Дед начинает излагать, сначала неохотно, потом все больше оживляясь.
– У нас в классе были два брата, Кроник Лев и Кроник Яков. Они такое вытворяли! Боже мой! Особенно Кроник Лев. Настоящий паяц. Кроник Лев поднимает руку. Что тебе? “Кроник Яков хочет выйти”. А почему ты поднимаешь руку? Он задумывается и садится. Через полчаса вдруг вскакивает и радостно кричит на весь класс: “Он мне сказал!”
Дедушка смеется. Джей тоже из вежливости улыбается, хотя ей непонятно, почему это смешно. Тем более что эту историю она слышала сто раз.
– Ты представляешь, – говорит дед, – прошло полчаса, все забыли, о чем речь, он вдруг вскакивает и кричит: “Он мне сказал!”
Дедушка смеется так, что на глазах у него появляются слезы. Джей видит, как они скапливаются за стеклами двойных очков в тонкой золотой оправе. Два пустых аквариума без рыбок.
Гимназия, в которой учился дедушка, была специально придумана для русификации еврейских детей. В дедушкином случае русификация сработала безотказно.

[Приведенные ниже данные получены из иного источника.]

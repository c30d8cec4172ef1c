//! Application state.

use std::sync::Arc;

use payrelay_store::RocksStore;

use crate::config::ServiceConfig;
use crate::error::ApiError;
use crate::stripe::StripeClient;

/// Application state shared across handlers.
#[derive(Clone)]
pub struct AppState {
    /// The storage backend.
    pub store: Arc<RocksStore>,

    /// Service configuration.
    pub config: ServiceConfig,

    /// Processor client (optional - relay endpoints fail without it).
    pub stripe: Option<Arc<StripeClient>>,
}

impl AppState {
    /// Create a new application state.
    #[must_use]
    pub fn new(store: Arc<RocksStore>, config: ServiceConfig) -> Self {
        // Create the processor client if configured
        let stripe = config.stripe_api_key.as_ref().and_then(|key| {
            match StripeClient::new(key) {
                Ok(client) => {
                    tracing::info!("Stripe integration enabled");
                    Some(Arc::new(client))
                }
                Err(e) => {
                    tracing::error!(error = %e, "Failed to create Stripe client");
                    None
                }
            }
        });

        if stripe.is_none() {
            tracing::warn!("Stripe not configured - relay endpoints will not be available");
        }

        Self {
            store,
            config,
            stripe,
        }
    }

    /// The processor client, or an error response when not configured.
    pub fn stripe(&self) -> Result<&Arc<StripeClient>, ApiError> {
        self.stripe
            .as_ref()
            .ok_or_else(|| ApiError::ExternalService("payment processor not configured".into()))
    }

    /// Check if the processor client is configured.
    #[must_use]
    pub fn has_stripe(&self) -> bool {
        self.stripe.is_some()
    }
}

Он постарался вычеркнуть из памяти все, чему его учили в хедере[9] и ишиботе, практически выучил наизусть и мог цитировать страницами русскую прозу и стал преподавателем русской литературы в военно-морском училище, где на его еврейский акцент никто не обращал внимания до самого 1948 года. Они с бабушкой прекрасно владели русским, но все-таки для обоих это был второй язык. Это можно было заметить по словоупотреблению – никогда не ошибочному, но иногда архаическому. Как-то Шуша приехал на дачу из Москвы на велосипеде. Дед уважительно посмотрел на него и сказал: “Я тоже в молодости ездил на велосипеде. Ты знаешь, я был удивительный гимнаст”. В 1960 году сказали бы “спортсмен”.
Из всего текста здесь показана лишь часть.